Well, my friend, it sounds like you could use some collagen supplements.
The two most popular types of collagen supplements are gelatin and hydrolyzed collagen (collagen hydrolysate). As we mentioned in one of the sections above, gelatin is made when you cook collagen.
In hydrolyzed collagen, the size of the protein molecules become smaller, turning them into peptides, which are easier to use by your body. Hydrolyzed collagen is odorless, colorless, and can be added to almost anything.
Supplementing collagen has many benefits. It can increase muscle mass, and is used as a therapeutic aid for people who suffer from joint pain, arthritis, and osteoarthritis. It can reduce pain, lubricate your joints and make your motions easier and smoother, it can improve the appearance and elasticity of your skin, and sometimes it can even remove brain fog.
In skincare, collagen is often used in gels and creams, mainly designed to rejuvenate your skin and reduce the appearance of lines, wrinkles, blemishes and other signs of aging.
Since collagen is produced and used in our bodies, it's safe to use. However, if one takes too much collagen supplements, they can experience an unpleasant taste that lingers even when you wash it down with a drink, and in rare occasions, heartburn or sensations of heaviness.
If you are allergic to the source of the collagen, though, you may have an allergic reaction to the collagen supplement. For example, if a person is allergic to a specific type of fish, or just fish in general, they'll have an allergic reaction to marine collagen because it's derived from fish. The collagen itself isn't the problem, but it contains microscopic amounts of fish protein which causes the allergic reaction.
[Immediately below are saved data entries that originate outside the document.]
//! Tiered Block Store
//!
//! Blocks are staged in a fixed-capacity memory-mapped file and drained in
//! the background to a durable per-storage target. Reads of resident blocks
//! are served from the mapping; once a block has been synced its space is
//! reclaimed and reads go to the target.
//!
//! # Architecture
//!
//! ```text
//! ┌─────────────────────────────────────────────────────────────────────────┐
//! │                            Tiered Block Store                            │
//! ├─────────────────────────────────────────────────────────────────────────┤
//! │                                                                          │
//! │  ┌──────────────┐    ┌──────────────┐    ┌───────────────────────────┐  │
//! │  │    Region    │    │   Metadata   │    │      Sync Pipeline        │  │
//! │  │  Allocator   │    │    Header    │    │  (high / mid / low queue) │  │
//! │  └──────────────┘    └──────────────┘    └───────────────────────────┘  │
//! │         │                   │                         │                  │
//! │         └───────────────────┼─────────────────────────┘                  │
//! │                             │                                            │
//! │                   ┌─────────┴─────────┐        ┌──────────────────┐      │
//! │                   │    TieredStore    │ ─────▶ │   SyncTargetor   │      │
//! │                   └───────────────────┘        └──────────────────┘      │
//! │                                                                          │
//! └─────────────────────────────────────────────────────────────────────────┘
//! ```
//!
//! # Components
//!
//! - **Region Allocator** (`allocator.rs`): best-fit free list over the
//!   mapped address space, merging neighbours on free
//! - **Metadata Header** (`metadata.rs`): fixed little-endian table of
//!   resident blocks at the start of the file, used for recovery
//! - **Sync Pipeline** (`pipeline.rs`): prioritized batching of flushes with
//!   backpressure, supersession and hold-back of young low-priority work
//! - **Targets** (`target.rs`): durable homes of synced blocks
//! - **Store** (`store.rs`): ties the above together
//!
//! # Usage
//!
//! ```rust,ignore
//! use std::sync::Arc;
//! use tierstore::tiered::{DiskTarget, StoreConfig, TieredStore};
//!
//! let store = TieredStore::open(StoreConfig::new("/var/cache/blocks", 1 << 30)).await?;
//! store.register_target("bucket-a", Arc::new(DiskTarget::new("/srv/blocks")));
//!
//! store.write("bucket-a", "blk-0001", &[&b"hello"[..]], 1).await?;
//! let data = store.read("bucket-a", "blk-0001", 0, 0).await?;
//!
//! store.close().await?;
//! ```

pub mod allocator;
pub mod config;
pub mod keylock;
pub mod metadata;
pub mod pipeline;
pub mod region;
pub mod stats;
pub mod store;
pub mod target;

#[cfg(test)]
mod proptest;

/// Version marking a block as complete; its flush is never deferred.
pub const FINAL_VERSION: i32 = 0x07FFFF;

/// Name of the mapped file inside the data directory
pub const MMAP_FILE_NAME: &str = ".mmap_cache.dat";

pub use allocator::RegionAllocator;
pub use config::{QueueCapacity, StoreConfig};
pub use metadata::HEADER_SIZE;
pub use pipeline::{Priority, SyncCallback, SyncPipeline};
pub use region::{FileRegion, Region};
pub use stats::StatsSnapshot;
pub use store::TieredStore;
pub use target::{DiskTarget, InMemoryTarget, SyncTargetor};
If you have any allergies, always make sure that they're not overlapping with the source of the collagen supplement you intend to use.
Collagen is a natural protein that’s widely used in our bodies. It makes up a whopping 30% of the entire amount of protein in the human body, providing structure to our bones, lubricating our joints and cartilage, facilitating blood filtration and keeping our skin healthy, elastic and young looking.
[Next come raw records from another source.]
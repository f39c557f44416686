//! Texlip - literate programming block extractor
//!
//! This library extracts named output streams embedded in an annotated TeX
//! document and writes each of them to its own file.
//!
//! # Document syntax
//!
//! - `%texlip: +lang` registers a language, `%texlip: -lang` removes it and
//!   `%texlip: #lang#// COMMENT` changes its comment format.
//! - `\begin[out.c]{lang}` starts routing lines into `out.c`,
//!   `\end{lang}` stops it.
//!
//! # Example
//!
//! ```no_run
//! use texlip::{tangle_file, Config};
//!
//! let stats = tangle_file(Config::default(), "paper.tex").unwrap();
//! print!("{}", stats);
//! ```

pub mod config;
pub mod errors;
pub mod interface;
pub mod io;
pub mod model;
pub mod readers;
pub mod text_location;

// Re-export commonly used types
pub use config::{CommentFormat, Config};
pub use errors::{Result, TexlipError};
pub use interface::{tangle_file, tangle_str, Engine, LanguageStats, Statistics};
pub use model::{Language, LanguageId, LanguageRegistry, Output, OutputId, OutputStore};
Collagen can be boosted by eating foods that contain Vitamin C, proline, glycine, copper, and amino acids. Additionally, collagen can be consumed by eating fatty meats and specific animal products, such as chicken skin, pork skin, bone broths, meat jellies like aspic and so on.
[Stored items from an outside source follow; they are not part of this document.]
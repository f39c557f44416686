//! High-level interface: the extraction engine and its statistics.

mod engine;
mod stats;

pub use engine::{tangle_file, tangle_str, Engine, ScanState};
pub use stats::{LanguageStats, Statistics};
If you need a boost to your natural levels of collagen, consider taking collagen in the form of supplements. The two most popular kinds are hearing and hydrolyzed collagen, which are generally safe to use. If you have any allergies, you should double check the source of the collagen and make sure it's not something you're allergic to.
In skincare, collagen is used in cosmetic products to reduce wrinkles, scars, and other kinds of aging or injuries to the skin.
This information is meant to supplement, not replace advice from your doctor or healthcare provider and is not meant to cover all possible uses, precautions, interactions or adverse effects. This information may not fit your specific health circumstances, and its goal is to offer a general view of the subject. In case you are suffering from a severe case of acne, you should consult with a dermatologist or a certified medical professional.